= WHAT THE TASK ASKS =
Among the entries that follow, find the lines containing the string "saved" and copy them.
··· EXCERPTED RECORDS
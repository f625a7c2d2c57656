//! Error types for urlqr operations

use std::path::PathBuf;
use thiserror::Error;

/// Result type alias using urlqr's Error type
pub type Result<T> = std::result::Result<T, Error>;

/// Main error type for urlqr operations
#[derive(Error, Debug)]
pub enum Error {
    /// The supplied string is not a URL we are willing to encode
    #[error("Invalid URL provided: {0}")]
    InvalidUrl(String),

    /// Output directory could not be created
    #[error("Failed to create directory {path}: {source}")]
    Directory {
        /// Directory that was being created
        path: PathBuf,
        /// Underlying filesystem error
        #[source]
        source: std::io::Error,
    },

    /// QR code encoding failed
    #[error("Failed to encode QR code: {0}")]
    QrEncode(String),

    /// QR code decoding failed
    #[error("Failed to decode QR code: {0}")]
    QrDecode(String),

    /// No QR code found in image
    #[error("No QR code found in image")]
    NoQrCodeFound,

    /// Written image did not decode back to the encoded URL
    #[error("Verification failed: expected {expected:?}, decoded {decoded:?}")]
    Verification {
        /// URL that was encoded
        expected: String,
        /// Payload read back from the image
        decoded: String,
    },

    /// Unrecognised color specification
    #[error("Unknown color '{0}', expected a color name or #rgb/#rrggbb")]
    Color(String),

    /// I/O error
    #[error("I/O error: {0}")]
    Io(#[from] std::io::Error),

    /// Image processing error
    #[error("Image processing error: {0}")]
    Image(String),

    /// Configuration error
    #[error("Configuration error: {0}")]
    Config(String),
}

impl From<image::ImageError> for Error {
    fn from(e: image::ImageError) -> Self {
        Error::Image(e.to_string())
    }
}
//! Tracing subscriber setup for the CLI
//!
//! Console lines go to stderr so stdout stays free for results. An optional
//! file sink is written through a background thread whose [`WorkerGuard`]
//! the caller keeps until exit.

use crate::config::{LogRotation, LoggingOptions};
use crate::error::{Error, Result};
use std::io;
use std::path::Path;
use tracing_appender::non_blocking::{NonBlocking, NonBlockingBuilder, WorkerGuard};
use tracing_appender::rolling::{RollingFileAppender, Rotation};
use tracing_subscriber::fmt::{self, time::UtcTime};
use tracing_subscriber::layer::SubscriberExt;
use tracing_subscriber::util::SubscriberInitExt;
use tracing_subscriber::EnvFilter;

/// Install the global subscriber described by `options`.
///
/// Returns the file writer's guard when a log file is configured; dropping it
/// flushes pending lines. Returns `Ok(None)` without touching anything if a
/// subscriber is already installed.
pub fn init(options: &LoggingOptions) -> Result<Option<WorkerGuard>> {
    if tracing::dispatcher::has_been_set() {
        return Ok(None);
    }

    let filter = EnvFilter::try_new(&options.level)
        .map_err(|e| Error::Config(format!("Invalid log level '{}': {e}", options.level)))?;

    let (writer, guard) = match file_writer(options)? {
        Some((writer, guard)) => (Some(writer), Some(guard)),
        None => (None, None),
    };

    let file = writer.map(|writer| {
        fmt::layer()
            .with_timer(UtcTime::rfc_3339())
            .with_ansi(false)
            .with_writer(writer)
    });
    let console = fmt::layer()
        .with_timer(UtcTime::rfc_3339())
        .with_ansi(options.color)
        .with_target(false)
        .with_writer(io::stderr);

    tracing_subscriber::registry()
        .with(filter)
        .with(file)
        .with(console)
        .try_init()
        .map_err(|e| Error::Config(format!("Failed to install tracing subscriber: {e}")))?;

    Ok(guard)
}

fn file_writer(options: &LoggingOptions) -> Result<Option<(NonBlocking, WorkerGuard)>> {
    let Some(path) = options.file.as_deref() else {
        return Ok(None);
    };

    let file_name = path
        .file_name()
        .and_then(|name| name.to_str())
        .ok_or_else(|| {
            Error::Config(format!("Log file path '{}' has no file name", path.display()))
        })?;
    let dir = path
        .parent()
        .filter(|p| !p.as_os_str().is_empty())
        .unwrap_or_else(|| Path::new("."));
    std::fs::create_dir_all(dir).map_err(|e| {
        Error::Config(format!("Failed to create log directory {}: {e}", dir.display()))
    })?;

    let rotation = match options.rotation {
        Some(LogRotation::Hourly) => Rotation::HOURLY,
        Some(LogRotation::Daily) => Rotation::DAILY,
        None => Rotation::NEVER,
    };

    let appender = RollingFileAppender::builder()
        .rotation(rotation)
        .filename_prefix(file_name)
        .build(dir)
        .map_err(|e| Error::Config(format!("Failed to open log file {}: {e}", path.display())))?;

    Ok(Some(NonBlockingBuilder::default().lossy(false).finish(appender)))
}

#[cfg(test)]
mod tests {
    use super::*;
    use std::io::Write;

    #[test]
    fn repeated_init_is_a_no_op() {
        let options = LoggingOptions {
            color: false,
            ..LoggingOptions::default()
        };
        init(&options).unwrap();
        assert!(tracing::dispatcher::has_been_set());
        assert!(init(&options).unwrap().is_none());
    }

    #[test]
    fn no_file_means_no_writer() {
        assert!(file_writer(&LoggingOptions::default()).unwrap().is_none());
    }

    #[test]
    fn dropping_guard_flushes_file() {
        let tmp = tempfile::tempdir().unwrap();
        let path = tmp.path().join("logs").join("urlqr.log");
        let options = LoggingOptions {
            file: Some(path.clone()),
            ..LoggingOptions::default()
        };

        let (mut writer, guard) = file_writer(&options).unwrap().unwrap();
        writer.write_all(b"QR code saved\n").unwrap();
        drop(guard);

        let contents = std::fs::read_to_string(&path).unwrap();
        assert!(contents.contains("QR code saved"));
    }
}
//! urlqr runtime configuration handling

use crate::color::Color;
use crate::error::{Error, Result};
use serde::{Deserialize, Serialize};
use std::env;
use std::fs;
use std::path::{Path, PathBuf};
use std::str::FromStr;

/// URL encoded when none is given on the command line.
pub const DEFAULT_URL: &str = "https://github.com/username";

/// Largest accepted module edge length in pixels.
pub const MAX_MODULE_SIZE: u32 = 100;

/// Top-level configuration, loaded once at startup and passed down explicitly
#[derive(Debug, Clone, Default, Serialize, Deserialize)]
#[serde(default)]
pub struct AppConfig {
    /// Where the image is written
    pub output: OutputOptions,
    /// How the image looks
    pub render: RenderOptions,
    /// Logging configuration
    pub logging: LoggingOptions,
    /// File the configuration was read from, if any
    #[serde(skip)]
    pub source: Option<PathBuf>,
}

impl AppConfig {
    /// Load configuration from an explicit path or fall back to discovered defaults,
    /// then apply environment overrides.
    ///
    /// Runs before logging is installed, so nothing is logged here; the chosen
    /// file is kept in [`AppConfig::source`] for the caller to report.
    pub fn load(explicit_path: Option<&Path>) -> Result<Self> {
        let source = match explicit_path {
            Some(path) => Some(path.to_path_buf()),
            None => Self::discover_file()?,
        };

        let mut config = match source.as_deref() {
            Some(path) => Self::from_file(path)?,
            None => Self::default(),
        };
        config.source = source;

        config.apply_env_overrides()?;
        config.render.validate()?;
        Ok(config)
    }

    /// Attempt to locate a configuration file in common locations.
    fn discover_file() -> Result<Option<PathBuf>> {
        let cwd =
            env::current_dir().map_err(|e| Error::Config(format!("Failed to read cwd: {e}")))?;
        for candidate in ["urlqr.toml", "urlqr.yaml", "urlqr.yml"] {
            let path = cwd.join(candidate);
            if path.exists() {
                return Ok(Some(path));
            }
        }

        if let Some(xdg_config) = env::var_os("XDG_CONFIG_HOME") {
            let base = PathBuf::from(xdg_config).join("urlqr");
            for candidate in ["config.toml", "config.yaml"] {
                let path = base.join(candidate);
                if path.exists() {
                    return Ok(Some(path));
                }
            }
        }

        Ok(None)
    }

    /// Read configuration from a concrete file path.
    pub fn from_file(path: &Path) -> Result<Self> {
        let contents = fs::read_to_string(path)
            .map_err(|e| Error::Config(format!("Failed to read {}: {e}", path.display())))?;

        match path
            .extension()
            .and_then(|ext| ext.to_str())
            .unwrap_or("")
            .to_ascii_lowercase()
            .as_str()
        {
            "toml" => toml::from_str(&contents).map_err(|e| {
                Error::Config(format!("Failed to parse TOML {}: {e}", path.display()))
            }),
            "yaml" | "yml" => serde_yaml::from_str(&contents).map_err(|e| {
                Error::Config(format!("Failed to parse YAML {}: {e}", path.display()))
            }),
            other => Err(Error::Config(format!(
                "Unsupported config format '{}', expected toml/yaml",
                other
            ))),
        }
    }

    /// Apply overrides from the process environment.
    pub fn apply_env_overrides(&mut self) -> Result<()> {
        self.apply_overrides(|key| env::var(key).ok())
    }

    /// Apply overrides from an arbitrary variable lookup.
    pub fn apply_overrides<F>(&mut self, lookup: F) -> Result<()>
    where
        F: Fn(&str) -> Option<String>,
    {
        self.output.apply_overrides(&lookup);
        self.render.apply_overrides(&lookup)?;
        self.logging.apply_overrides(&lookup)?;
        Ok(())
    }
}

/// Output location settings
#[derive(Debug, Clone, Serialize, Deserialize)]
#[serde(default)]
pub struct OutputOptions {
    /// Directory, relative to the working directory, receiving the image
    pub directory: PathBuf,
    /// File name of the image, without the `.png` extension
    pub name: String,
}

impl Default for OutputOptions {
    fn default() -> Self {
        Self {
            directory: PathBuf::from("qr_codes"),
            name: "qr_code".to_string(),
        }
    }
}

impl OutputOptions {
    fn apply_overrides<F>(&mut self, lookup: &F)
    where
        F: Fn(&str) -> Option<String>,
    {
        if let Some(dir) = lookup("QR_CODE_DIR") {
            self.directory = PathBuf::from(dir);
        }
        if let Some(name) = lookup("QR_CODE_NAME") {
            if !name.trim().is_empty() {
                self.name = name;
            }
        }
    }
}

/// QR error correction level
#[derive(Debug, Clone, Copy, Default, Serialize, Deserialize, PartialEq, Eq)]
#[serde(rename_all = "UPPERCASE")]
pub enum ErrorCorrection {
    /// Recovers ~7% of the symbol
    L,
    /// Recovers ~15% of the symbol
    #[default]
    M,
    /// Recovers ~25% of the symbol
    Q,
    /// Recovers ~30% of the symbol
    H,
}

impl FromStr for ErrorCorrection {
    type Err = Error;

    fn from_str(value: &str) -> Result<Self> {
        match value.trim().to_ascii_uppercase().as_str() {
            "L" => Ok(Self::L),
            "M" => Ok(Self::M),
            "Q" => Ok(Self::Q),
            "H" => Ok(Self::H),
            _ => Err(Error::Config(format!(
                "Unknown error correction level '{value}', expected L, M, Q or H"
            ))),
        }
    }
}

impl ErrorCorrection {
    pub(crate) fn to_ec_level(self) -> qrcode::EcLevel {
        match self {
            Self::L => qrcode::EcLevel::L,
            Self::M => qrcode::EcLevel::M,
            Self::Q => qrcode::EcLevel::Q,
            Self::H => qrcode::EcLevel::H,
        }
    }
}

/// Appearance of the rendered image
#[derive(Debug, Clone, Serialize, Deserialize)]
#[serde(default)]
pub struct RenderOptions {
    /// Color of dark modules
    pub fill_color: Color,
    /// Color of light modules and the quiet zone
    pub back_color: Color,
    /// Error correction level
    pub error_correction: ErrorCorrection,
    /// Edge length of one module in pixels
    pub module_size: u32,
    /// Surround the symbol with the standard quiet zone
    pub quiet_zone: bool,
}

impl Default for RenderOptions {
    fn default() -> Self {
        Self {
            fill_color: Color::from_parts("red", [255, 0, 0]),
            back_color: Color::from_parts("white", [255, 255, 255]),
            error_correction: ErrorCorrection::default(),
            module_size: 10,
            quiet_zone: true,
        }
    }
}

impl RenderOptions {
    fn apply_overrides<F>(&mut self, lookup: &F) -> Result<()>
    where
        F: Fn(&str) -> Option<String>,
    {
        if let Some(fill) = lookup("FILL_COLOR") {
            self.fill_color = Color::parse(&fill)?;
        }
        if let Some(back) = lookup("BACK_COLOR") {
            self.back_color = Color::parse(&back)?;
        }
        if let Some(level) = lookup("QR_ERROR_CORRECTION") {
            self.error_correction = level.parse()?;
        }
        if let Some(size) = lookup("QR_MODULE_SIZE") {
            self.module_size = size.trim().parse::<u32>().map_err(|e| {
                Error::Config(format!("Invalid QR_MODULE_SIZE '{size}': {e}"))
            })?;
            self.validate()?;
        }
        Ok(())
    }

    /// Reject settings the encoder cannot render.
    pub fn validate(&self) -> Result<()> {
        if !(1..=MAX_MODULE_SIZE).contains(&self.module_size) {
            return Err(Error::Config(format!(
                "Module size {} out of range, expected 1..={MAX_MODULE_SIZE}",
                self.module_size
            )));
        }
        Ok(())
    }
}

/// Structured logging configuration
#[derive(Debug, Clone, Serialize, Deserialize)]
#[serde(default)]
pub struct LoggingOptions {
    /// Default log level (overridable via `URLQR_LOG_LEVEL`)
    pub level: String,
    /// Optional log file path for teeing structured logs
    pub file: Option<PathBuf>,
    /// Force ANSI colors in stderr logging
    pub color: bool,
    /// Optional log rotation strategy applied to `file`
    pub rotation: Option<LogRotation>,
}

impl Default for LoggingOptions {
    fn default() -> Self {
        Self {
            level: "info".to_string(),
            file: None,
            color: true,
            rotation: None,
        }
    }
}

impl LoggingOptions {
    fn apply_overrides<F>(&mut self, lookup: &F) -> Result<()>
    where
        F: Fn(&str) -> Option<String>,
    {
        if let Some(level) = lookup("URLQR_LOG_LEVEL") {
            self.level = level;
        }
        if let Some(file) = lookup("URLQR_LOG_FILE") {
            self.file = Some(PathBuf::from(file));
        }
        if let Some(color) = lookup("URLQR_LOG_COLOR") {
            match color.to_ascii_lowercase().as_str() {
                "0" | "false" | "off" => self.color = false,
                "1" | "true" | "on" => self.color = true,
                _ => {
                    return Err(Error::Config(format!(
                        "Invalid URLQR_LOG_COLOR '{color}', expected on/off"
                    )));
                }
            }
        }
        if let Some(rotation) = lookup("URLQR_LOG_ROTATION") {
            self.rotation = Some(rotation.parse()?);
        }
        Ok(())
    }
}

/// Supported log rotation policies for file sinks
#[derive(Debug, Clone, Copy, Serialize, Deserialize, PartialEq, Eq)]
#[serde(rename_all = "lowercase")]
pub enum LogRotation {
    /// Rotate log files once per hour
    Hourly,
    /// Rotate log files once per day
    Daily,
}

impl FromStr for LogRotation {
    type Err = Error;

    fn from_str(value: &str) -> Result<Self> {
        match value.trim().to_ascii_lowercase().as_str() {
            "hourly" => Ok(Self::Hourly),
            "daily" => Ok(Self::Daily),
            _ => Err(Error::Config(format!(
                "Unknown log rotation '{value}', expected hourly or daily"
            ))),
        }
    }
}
······
= REPLY TO THE TASK =
        writer.write_all(b"QR code saved\n").unwrap();
        assert!(contents.contains("QR code saved"));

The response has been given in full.